**What the exercise asks:**
Output all of the records exactly, word for word.

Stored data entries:

┌──

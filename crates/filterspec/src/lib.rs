//! filterspec: a declarative filter-to-predicate compiler.
//!
//! Hosts declare their entities once ([`model::EntityKind`] and
//! [`model::EntityValue`]), then compile incoming filter lists with
//! [`build_predicate`] and either evaluate the result in memory or render it
//! as a parameterized WHERE fragment with [`pushdown::to_sql`].

pub use filterspec_core::{accessor, error, model, predicate, pushdown, registry, spec, value};

pub use filterspec_core::{
    error::BuildError,
    predicate::{Predicate, PredicateProgram, build_predicate, matches},
    registry::OperatorRegistry,
    spec::{Connector, FilterSpec},
    value::Value,
};

pub mod prelude {
    pub use filterspec_core::prelude::*;
}

pub const VERSION: &str = env!("CARGO_PKG_VERSION");

#[cfg(test)]
mod tests {
    use super::prelude::*;
    use crate::VERSION;

    struct Ticket {
        title: String,
        open: bool,
    }

    static TICKET_MODEL: EntityModel = EntityModel {
        path: "filterspec::tests::Ticket",
        entity_name: "ticket",
        fields: &[
            FieldModel {
                name: "title",
                kind: FieldKind::Text,
            },
            FieldModel {
                name: "open",
                kind: FieldKind::Bool,
            },
        ],
    };

    impl EntityKind for Ticket {
        const MODEL: &'static EntityModel = &TICKET_MODEL;
    }

    impl EntityValue for Ticket {
        fn field_value(&self, slot: usize) -> Option<Value> {
            match slot {
                0 => Some(Value::Text(self.title.clone())),
                1 => Some(Value::Bool(self.open)),
                _ => None,
            }
        }
    }

    #[test]
    fn end_to_end_through_the_facade() {
        let specs: Vec<FilterSpec> = serde_json::from_str(
            r#"[
                {"field": "title", "operator": "contains", "value": "outage"},
                {"field": "open", "operator": "equals", "value": true}
            ]"#,
        )
        .unwrap();

        let predicate = build_predicate::<Ticket>(&OperatorRegistry::standard(), &specs).unwrap();

        let hit = Ticket {
            title: "Network Outage".to_string(),
            open: true,
        };
        let miss = Ticket {
            title: "Network Outage".to_string(),
            open: false,
        };
        assert!(matches(&predicate, &hit));
        assert!(!matches(&predicate, &miss));

        let (sql, params) = to_sql(&predicate);
        assert_eq!(sql, "(lower(trim(title)) LIKE ? ESCAPE '\\') AND (open = ?)");
        assert_eq!(
            params,
            vec![SqlParam::text("%outage%"), SqlParam::Bool(true)]
        );
    }

    #[test]
    fn version_is_exposed() {
        assert!(!VERSION.is_empty());
    }
}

└──

**Answer box:**
filename crates/filterspec/src/lib.rs
//! filterspec: a declarative filter-to-predicate compiler.
//!
//! Hosts declare their entities once ([`model::EntityKind`] and
//! [`model::EntityValue`]), then compile incoming filter lists with
//! [`build_predicate`] and either evaluate the result in memory or render it
//! as a parameterized WHERE fragment with [`pushdown::to_sql`].

pub use filterspec_core::{accessor, error, model, predicate, pushdown, registry, spec, value};

pub use filterspec_core::{
    error::BuildError,
    predicate::{Predicate, PredicateProgram, build_predicate, matches},
    registry::OperatorRegistry,
    spec::{Connector, FilterSpec},
    value::Value,
};

pub mod prelude {
    pub use filterspec_core::prelude::*;
}

pub const VERSION: &str = env!("CARGO_PKG_VERSION");

#[cfg(test)]
mod tests {
    use super::prelude::*;
    use crate::VERSION;

    struct Ticket {
        title: String,
        open: bool,
    }

    static TICKET_MODEL: EntityModel = EntityModel {
        path: "filterspec::tests::Ticket",
        entity_name: "ticket",
        fields: &[
            FieldModel {
                name: "title",
                kind: FieldKind::Text,
            },
            FieldModel {
                name: "open",
                kind: FieldKind::Bool,
            },
        ],
    };

    impl EntityKind for Ticket {
        const MODEL: &'static EntityModel = &TICKET_MODEL;
    }

    impl EntityValue for Ticket {
        fn field_value(&self, slot: usize) -> Option<Value> {
            match slot {
                0 => Some(Value::Text(self.title.clone())),
                1 => Some(Value::Bool(self.open)),
                _ => None,
            }
        }
    }

    #[test]
    fn end_to_end_through_the_facade() {
        let specs: Vec<FilterSpec> = serde_json::from_str(
            r#"[
                {"field": "title", "operator": "contains", "value": "outage"},
                {"field": "open", "operator": "equals", "value": true}
            ]"#,
        )
        .unwrap();

        let predicate = build_predicate::<Ticket>(&OperatorRegistry::standard(), &specs).unwrap();

        let hit = Ticket {
            title: "Network Outage".to_string(),
            open: true,
        };
        let miss = Ticket {
            title: "Network Outage".to_string(),
            open: false,
        };
        assert!(matches(&predicate, &hit));
        assert!(!matches(&predicate, &miss));

        let (sql, params) = to_sql(&predicate);
        assert_eq!(sql, "(lower(trim(title)) LIKE ? ESCAPE '\\') AND (open = ?)");
        assert_eq!(
            params,
            vec![SqlParam::text("%outage%"), SqlParam::Bool(true)]
        );
    }

    #[test]
    fn version_is_exposed() {
        assert!(!VERSION.is_empty());
    }
}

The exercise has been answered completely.